**RECORDS TO USE**:
──────

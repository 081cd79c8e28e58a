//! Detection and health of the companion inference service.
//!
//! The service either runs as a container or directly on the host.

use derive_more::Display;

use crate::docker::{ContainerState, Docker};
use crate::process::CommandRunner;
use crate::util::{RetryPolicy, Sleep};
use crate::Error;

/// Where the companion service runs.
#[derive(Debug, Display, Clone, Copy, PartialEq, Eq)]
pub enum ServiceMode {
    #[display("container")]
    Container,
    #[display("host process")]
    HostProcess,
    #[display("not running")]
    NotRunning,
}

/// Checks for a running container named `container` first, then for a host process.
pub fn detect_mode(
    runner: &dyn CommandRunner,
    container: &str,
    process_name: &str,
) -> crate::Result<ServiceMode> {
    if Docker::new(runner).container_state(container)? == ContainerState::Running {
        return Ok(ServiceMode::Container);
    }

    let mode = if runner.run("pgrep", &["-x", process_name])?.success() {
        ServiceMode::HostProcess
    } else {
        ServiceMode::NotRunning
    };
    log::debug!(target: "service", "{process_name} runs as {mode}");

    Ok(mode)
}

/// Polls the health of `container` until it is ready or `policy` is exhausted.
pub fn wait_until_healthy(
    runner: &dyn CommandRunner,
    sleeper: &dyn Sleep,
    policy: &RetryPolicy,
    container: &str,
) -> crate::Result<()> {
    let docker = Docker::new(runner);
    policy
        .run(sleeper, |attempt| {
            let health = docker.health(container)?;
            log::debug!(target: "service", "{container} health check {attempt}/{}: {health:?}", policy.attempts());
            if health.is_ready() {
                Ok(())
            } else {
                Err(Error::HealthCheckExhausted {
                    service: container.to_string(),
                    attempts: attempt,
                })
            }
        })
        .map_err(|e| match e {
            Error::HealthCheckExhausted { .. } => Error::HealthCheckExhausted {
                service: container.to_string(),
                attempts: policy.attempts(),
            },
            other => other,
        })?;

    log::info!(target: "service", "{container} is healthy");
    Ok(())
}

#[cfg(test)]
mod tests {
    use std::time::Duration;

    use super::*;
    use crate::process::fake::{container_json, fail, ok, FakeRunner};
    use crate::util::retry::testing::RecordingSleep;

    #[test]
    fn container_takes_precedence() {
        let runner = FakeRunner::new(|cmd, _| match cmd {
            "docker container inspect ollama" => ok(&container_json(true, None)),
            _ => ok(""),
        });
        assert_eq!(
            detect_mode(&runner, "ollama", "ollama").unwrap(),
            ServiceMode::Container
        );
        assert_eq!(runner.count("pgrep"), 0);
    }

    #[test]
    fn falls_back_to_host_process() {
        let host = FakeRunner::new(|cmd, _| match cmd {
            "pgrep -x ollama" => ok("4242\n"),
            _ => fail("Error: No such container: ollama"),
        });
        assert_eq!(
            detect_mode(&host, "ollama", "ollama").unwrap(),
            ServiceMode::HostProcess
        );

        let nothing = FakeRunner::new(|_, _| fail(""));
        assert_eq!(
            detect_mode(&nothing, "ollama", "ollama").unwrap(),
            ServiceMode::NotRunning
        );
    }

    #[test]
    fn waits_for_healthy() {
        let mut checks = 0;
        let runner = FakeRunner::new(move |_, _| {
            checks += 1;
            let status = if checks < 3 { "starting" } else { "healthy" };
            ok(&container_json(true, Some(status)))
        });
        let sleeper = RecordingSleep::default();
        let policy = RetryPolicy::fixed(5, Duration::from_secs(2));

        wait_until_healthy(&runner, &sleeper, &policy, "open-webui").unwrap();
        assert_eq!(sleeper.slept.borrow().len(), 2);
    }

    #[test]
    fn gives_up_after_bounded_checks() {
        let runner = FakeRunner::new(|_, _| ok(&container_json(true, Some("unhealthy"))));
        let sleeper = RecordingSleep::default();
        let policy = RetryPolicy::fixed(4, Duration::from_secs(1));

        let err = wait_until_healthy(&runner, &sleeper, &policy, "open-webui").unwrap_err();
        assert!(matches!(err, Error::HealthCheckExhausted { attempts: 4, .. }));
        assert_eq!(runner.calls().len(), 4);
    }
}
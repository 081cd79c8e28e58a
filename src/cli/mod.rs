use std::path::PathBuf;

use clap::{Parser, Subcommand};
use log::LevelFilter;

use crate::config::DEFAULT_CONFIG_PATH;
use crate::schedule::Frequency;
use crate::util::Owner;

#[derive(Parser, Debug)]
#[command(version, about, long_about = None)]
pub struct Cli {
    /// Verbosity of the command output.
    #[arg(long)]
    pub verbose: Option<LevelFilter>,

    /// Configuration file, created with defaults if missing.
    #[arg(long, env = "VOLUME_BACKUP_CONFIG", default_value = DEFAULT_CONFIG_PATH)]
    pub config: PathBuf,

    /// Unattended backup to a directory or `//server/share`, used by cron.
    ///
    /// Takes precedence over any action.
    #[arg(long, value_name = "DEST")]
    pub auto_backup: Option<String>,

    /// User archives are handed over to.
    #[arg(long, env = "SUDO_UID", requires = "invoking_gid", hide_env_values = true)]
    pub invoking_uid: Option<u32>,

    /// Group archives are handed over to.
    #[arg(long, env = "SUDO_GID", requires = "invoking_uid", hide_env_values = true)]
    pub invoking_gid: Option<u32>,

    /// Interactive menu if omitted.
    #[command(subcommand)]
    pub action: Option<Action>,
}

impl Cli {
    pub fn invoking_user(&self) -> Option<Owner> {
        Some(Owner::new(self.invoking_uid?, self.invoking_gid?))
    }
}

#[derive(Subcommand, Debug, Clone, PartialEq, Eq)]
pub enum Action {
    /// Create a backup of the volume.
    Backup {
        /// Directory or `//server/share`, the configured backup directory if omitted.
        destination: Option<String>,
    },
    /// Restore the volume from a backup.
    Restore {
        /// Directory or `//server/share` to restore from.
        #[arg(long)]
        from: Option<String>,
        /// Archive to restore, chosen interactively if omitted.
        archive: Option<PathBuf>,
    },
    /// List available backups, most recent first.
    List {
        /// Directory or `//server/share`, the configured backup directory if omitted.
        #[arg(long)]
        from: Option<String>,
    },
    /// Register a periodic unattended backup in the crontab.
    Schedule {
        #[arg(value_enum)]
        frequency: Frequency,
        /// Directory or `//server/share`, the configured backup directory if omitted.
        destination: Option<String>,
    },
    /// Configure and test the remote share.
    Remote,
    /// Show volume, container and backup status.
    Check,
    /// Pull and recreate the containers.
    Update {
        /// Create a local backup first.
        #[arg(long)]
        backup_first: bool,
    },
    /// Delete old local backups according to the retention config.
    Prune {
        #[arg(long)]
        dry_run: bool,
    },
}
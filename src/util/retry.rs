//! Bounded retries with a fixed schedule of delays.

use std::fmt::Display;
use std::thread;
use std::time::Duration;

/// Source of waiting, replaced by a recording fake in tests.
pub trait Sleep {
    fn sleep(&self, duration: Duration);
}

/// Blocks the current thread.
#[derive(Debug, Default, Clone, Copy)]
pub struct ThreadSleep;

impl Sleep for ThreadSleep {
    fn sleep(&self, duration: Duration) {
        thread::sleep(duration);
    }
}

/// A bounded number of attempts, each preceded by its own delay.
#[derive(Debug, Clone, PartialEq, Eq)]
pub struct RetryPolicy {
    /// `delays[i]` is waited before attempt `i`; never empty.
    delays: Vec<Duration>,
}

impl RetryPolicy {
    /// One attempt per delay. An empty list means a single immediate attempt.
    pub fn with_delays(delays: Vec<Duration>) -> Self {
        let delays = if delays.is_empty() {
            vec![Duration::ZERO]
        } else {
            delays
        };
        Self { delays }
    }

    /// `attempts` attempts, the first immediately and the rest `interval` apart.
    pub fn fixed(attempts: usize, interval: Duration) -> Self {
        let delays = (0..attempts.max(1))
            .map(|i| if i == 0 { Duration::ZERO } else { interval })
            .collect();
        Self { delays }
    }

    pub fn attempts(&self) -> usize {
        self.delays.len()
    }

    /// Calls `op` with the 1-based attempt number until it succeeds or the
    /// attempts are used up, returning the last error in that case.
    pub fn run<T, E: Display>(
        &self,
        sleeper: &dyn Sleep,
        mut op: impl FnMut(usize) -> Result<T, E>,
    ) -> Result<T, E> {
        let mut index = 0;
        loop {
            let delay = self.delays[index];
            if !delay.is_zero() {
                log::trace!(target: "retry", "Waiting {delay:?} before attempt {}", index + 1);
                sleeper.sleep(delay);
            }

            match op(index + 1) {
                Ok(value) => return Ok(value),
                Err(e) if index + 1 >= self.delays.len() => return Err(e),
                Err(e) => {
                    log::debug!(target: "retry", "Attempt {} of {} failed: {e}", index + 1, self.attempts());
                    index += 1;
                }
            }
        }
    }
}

──────

**WORK INSTRUCTION**:
From the first line of the data above to the line holding "companion service runs.", reproduce each line exactly; emit no other lines.

**SOLUTION TO THE PROBLEM**:
repository 081cd79c8e28e58a
//! Detection and health of the companion inference service.
//!
//! The service either runs as a container or directly on the host.

use derive_more::Display;

use crate::docker::{ContainerState, Docker};
use crate::process::CommandRunner;
use crate::util::{RetryPolicy, Sleep};
use crate::Error;

/// Where the companion service runs.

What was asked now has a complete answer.